• Exercise directions
Search the material for the word "Debug" and report each line where it turns up.
--
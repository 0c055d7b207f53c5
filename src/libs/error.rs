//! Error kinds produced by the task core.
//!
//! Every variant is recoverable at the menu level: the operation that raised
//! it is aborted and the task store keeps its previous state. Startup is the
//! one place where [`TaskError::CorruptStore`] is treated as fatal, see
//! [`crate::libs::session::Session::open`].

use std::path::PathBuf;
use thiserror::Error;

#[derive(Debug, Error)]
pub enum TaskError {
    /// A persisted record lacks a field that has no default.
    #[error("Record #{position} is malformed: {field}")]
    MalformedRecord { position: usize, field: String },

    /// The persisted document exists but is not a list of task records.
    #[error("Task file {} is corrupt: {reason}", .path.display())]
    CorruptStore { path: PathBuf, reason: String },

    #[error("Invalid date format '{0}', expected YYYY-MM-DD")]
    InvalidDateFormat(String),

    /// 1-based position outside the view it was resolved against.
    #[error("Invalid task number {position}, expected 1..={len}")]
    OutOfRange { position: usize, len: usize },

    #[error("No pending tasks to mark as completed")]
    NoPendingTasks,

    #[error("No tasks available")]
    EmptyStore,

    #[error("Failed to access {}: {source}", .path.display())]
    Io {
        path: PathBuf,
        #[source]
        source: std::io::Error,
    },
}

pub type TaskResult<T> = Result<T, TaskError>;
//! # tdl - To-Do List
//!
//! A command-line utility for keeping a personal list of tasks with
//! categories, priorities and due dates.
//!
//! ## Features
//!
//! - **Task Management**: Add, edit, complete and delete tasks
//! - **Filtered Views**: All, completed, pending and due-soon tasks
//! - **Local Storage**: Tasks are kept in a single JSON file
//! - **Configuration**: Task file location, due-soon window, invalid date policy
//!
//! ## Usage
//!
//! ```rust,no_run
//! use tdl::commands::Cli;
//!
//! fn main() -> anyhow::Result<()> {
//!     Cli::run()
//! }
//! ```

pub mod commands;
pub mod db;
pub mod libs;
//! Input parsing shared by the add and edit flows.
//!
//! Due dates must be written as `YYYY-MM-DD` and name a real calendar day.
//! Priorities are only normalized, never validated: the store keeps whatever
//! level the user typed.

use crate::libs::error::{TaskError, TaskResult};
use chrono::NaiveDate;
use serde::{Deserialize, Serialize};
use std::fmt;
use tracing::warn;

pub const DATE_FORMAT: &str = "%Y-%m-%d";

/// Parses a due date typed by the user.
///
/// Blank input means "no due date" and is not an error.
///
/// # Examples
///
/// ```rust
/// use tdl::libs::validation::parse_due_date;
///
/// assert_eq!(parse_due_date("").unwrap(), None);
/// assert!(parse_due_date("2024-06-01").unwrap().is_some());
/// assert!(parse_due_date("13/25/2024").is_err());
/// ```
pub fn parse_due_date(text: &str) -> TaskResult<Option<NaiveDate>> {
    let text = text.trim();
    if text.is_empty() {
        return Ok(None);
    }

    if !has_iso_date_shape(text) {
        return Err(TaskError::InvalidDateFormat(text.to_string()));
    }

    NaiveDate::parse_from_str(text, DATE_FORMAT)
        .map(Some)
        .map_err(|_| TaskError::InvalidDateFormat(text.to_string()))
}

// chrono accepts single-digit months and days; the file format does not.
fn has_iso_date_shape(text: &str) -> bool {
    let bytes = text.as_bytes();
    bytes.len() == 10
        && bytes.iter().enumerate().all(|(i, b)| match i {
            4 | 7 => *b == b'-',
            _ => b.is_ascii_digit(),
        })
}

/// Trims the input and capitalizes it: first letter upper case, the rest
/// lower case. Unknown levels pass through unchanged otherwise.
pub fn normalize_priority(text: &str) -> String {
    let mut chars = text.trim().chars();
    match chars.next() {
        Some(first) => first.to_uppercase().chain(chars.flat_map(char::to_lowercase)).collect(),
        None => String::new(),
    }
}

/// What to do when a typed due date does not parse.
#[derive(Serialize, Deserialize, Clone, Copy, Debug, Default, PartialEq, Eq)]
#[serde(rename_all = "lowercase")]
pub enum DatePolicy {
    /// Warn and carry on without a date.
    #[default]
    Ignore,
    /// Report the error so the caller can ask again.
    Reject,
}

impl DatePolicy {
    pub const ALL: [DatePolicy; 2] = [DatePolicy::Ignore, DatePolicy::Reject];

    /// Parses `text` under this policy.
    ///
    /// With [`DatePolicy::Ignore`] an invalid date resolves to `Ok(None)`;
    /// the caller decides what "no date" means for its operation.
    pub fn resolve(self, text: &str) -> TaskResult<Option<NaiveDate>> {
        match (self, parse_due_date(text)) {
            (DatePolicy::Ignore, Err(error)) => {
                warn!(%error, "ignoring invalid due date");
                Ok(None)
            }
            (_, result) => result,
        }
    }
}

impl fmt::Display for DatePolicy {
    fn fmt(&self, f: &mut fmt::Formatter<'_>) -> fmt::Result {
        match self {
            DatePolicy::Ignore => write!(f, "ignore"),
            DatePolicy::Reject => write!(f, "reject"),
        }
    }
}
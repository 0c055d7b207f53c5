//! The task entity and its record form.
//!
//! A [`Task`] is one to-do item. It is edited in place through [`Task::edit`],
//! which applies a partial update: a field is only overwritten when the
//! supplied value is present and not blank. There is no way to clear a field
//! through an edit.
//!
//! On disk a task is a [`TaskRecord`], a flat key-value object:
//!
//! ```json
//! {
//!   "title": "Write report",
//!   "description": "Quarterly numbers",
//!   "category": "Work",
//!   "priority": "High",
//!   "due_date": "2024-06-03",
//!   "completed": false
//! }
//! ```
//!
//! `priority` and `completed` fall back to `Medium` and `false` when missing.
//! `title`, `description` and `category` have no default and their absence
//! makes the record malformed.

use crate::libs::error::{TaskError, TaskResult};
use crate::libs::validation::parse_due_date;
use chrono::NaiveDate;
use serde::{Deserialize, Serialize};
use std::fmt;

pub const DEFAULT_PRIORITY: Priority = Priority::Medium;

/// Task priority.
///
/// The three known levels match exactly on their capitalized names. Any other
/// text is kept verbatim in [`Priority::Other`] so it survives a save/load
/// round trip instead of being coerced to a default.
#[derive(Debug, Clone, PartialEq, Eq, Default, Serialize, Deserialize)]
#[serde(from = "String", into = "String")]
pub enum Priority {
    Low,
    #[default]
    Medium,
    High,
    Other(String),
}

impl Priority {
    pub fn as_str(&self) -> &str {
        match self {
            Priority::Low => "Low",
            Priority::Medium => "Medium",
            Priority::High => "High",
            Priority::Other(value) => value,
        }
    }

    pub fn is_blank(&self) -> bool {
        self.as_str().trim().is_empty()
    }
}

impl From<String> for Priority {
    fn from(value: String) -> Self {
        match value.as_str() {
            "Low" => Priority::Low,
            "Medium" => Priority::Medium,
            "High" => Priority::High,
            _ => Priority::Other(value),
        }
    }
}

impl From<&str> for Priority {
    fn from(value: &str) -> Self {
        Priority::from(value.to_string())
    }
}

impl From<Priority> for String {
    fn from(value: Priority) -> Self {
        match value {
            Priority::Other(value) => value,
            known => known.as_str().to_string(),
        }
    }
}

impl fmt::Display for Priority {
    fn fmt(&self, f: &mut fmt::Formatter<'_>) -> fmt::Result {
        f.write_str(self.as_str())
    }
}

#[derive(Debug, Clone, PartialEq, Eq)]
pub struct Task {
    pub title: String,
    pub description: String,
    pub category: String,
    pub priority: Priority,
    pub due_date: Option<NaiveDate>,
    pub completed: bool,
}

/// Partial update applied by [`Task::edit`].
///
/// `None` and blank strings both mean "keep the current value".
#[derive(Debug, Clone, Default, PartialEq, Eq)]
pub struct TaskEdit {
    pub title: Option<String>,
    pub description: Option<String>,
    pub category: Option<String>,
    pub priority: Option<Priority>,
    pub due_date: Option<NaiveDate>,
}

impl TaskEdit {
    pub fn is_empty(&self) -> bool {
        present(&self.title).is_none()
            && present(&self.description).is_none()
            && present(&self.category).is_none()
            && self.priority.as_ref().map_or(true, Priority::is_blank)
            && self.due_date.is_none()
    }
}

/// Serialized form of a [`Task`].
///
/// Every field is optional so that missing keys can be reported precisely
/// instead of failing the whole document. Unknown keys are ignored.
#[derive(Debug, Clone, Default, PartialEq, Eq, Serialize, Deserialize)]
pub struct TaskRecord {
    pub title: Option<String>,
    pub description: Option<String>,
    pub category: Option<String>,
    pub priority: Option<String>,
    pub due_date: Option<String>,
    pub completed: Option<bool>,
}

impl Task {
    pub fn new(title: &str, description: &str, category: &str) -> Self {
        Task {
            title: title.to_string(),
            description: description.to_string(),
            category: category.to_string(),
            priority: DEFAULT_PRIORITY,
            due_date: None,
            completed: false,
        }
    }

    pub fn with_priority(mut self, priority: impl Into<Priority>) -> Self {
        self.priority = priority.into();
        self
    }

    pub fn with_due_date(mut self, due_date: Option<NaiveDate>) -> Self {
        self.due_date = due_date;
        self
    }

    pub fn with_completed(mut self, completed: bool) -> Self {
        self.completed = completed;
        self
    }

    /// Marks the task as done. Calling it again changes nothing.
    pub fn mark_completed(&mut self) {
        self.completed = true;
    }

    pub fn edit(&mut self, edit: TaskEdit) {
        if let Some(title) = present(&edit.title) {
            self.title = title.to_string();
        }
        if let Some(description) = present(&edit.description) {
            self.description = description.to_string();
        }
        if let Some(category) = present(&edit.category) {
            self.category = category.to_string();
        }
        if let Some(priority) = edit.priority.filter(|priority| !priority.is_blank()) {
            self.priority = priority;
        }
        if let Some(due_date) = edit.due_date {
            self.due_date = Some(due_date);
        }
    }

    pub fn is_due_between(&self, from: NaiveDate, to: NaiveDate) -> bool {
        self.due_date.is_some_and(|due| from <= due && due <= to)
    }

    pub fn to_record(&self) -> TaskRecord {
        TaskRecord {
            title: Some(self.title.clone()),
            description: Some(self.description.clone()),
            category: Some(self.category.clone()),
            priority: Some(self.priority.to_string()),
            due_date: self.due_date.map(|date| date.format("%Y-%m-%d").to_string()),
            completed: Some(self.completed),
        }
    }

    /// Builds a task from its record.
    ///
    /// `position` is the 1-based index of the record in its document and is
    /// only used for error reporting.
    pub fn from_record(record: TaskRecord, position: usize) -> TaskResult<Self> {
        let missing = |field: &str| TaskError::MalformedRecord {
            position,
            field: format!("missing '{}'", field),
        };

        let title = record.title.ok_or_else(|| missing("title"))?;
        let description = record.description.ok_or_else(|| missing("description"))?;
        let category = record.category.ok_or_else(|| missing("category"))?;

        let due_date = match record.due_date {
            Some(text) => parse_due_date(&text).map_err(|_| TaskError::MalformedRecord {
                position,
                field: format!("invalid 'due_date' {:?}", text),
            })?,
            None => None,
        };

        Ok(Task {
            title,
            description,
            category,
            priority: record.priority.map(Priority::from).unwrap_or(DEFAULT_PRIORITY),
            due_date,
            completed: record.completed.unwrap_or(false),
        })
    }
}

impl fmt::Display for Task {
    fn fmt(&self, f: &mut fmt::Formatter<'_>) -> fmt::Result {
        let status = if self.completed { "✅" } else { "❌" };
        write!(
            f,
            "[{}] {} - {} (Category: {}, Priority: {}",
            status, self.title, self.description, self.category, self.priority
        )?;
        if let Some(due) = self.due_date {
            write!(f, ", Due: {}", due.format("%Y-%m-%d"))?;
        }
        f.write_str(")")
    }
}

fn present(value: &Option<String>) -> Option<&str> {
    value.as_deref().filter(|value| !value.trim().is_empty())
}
--
• Exercise answer
#[derive(Debug, Error)]
#[derive(Serialize, Deserialize, Clone, Copy, Debug, Default, PartialEq, Eq)]
#[derive(Debug, Clone, PartialEq, Eq, Default, Serialize, Deserialize)]
#[derive(Debug, Clone, PartialEq, Eq)]
#[derive(Debug, Clone, Default, PartialEq, Eq)]
#[derive(Debug, Clone, Default, PartialEq, Eq, Serialize, Deserialize)]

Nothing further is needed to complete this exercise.